When China catches cold we all catch cold, such is the importance of China to world stock markets right now. The finance system, and with it the form of capitalism called consumerism and globalisation, pretty much died a few years ago and was put on life support. If the banking bail out was emergency surgery, then the growth in China and the other emerging BRIC super economies (Brazil, Russia, India and China) was the life support machine. So long as the BRICs boomed there was hope, so seeing China stutter has sent stock markets and some media commentators into a panic.

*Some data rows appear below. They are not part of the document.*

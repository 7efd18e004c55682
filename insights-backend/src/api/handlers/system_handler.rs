// src/api/handlers/system_handler.rs

use crate::error::AppError;
use axum::{routing::get, Router};

pub const LIVENESS_MESSAGE: &str = "Teacher Insights Backend is running ✅";

/// 死活確認
pub async fn liveness_handler() -> &'static str {
    LIVENESS_MESSAGE
}

/// どのルートにも一致しないリクエスト
pub async fn endpoint_not_found() -> AppError {
    AppError::endpoint_not_found()
}

pub fn system_router() -> Router {
    Router::new().route("/", get(liveness_handler))
}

Former Labour advisor Damian McBride took to Twitter to suggest the stock market dip could lead to civil disorder. He advised keeping hard cash at home, stocking up on bottled water and tinned goods and to agree rally points for family and loved ones in case all communications get cut off. For a second I wondered if maybe he knew something I didn’t, then I saw that he was a special adviser to Gordon Brown and a former head of communications at the Treasury and I knew I could leave all the tinned soup in the trolley. Well, didn’t McBride and Brown tell us they had put an end to boom and bust? The BBC joined the silly season claiming that market volatility was partly caused by many senior fund managers being on holiday, and so were not there to steady the ship. Maybe the government should bring in legislation limiting the holidays of hedge fund managers. “Keep your million pound bonuses just don’t go on holiday, it will cause a run on tinned soup”. Give me a break! I think what actually happened is that the guys that take the city economics editors to lunch and feed them lines to make them look clever on TV went on holiday, leaving reporters to make up their own stuff.
What is happening in China is worrying and, given my previous description of banking bailouts being akin to adding extra bullets to a game of Russian roulette, you might think I would welcome the apocalyptic scenarios, but I don’t think the end is nigh – not yet anyway.

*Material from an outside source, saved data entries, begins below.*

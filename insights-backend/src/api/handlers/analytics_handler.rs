// src/api/handlers/analytics_handler.rs

use crate::api::dto::analytics_dto::{DashboardDto, SummaryDto, WeeklyTrendDto};
use crate::api::AppState;
use crate::error::AppResult;
use axum::{extract::State, routing::get, Json, Router};

pub async fn get_summary_handler(State(app_state): State<AppState>) -> AppResult<Json<SummaryDto>> {
    Ok(Json(app_state.analytics_service.summary()))
}

/// 週ごとの推移（週の昇順）
pub async fn get_weekly_trends_handler(
    State(app_state): State<AppState>,
) -> AppResult<Json<Vec<WeeklyTrendDto>>> {
    Ok(Json(app_state.analytics_service.weekly_trends()))
}

pub async fn get_dashboard_handler(
    State(app_state): State<AppState>,
) -> AppResult<Json<DashboardDto>> {
    Ok(Json(app_state.analytics_service.dashboard()))
}

/// Analytics router
pub fn analytics_router(app_state: AppState) -> Router {
    Router::new()
        .route("/api/summary", get(get_summary_handler))
        .route("/api/weekly-trends", get(get_weekly_trends_handler))
        .route("/api/dashboard", get(get_dashboard_handler))
        .with_state(app_state)
}
use chrono::{DateTime, Local, NaiveDate, NaiveDateTime};
use serde::{Deserialize, Deserializer, Serialize, Serializer};

/// タイムゾーン情報のない日時として受け付けるフォーマット
const NAIVE_DATETIME_FORMATS: &[&str] = &[
    "%Y-%m-%dT%H:%M:%S%.f",
    "%Y-%m-%d %H:%M:%S%.f",
    "%Y-%m-%dT%H:%M",
    "%Y-%m-%d %H:%M",
];

/// 元データの文字列をそのまま保持しつつ、ローカル日時としても解釈した値
///
/// シリアライズ時は元の文字列を返すので、レスポンスのJSONはデータファイルと一致する。
#[derive(Debug, Clone, PartialEq, Eq, Hash)]
pub struct ActivityTimestamp {
    raw: String,
    local: NaiveDateTime,
}

impl ActivityTimestamp {
    /// RFC 3339（オフセット付き）はサーバーのローカルタイムゾーンへ変換し、
    /// オフセットなしの日時・日付はすでにローカル時刻として扱う。
    pub fn parse(raw: &str) -> Option<Self> {
        let trimmed = raw.trim();

        let local = DateTime::parse_from_rfc3339(trimmed)
            .map(|dt| dt.with_timezone(&Local).naive_local())
            .ok()
            .or_else(|| {
                NAIVE_DATETIME_FORMATS
                    .iter()
                    .find_map(|fmt| NaiveDateTime::parse_from_str(trimmed, fmt).ok())
            })
            .or_else(|| {
                NaiveDate::parse_from_str(trimmed, "%Y-%m-%d")
                    .ok()
                    .and_then(|d| d.and_hms_opt(0, 0, 0))
            })?;

        Some(Self {
            raw: raw.to_string(),
            local,
        })
    }

    pub fn local(&self) -> NaiveDateTime {
        self.local
    }

    pub fn local_date(&self) -> NaiveDate {
        self.local.date()
    }
}

impl Serialize for ActivityTimestamp {
    fn serialize<S>(&self, serializer: S) -> Result<S::Ok, S::Error>
    where
        S: Serializer,
    {
        self.raw.serialize(serializer)
    }
}

impl<'de> Deserialize<'de> for ActivityTimestamp {
    fn deserialize<D>(deserializer: D) -> Result<Self, D::Error>
    where
        D: Deserializer<'de>,
    {
        let raw = String::deserialize(deserializer)?;
        Self::parse(&raw)
            .ok_or_else(|| serde::de::Error::custom(format!("Invalid timestamp: {}", raw)))
    }
}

China’s growth has been way too high to be sustainable and now needs adjusting. China now has more private investors than Communist party members. The 90 million individual investors (80% of all investors) who are less expert and have more personal skin in the game than the corporate investment behemoths that dominate exchanges in the West; they are also more jumpy. As a result, China’s comedown will likely be bumpy for some time to come. The real weakness of the world financial market is not China moving to a more sustainable 5% growth but the fact that western market values are artificially high. Whilst the real economy has struggled to recover from the crash, markets have boomed, driven higher by the steroid like effects of QE and the bank bail outs. The reason markets are panicking is because they know deep down that Western equities are overpriced versus the real economy and an adjustment is due.
However the “haver of the week” award goes to BBC’s Nick Robinson, who instigated a totally misguided rant at a spontaneous, peaceful, grass roots movement demonstrating for the BBC to be politically neutral on constitutional issues. Hardly a contentious issue to demonstrate about, so it’s telling how upset the BBC big guns seem to be. That so many ordinary BBC customers sense a bias in every broadcast that adds up to an assault on democracy, is something they should investigate, not slander.
Robinson wants publicity as he has a book to sell but claiming, as he did, that the BBC demonstrations were SNP (state) organised was foolish, dead wrong and ironically proof of a biased viewpoint in itself. Most BBC Scotland staff fought against such bias but the London-centric culture of the organisation weighed heavily on its coverage. The UK news programs in particular were one-sided in their approach, often accepting unionist points without challenge and a sage nod of the head whilst sounding incredulous as they then accusingly threw those scare stories across the studio at Yes spokespeople. To me it felt like I was playing a game of tennis where only my opponent was allowed to serve – even if you win every point you always appear to be on the back foot.
That sort of bias is more easily visible to one side of the argument, it is often unintentional but always unacceptable. We need a devolved and steadfastly neutral Scottish Broadcasting Company and a single, informed, international and Scottish-focused news program, not a regional follow on. Ironically the fact that so many London based media commentators believe that calls to devolve the BBC are based on a wish to install a pro independence bias rather than establish neutrality and relevance to a post devolution Scottish audience is a precise demonstration of how misguided and completely out of touch some London-based reporters are with the political, social and democratic realities of Scotland.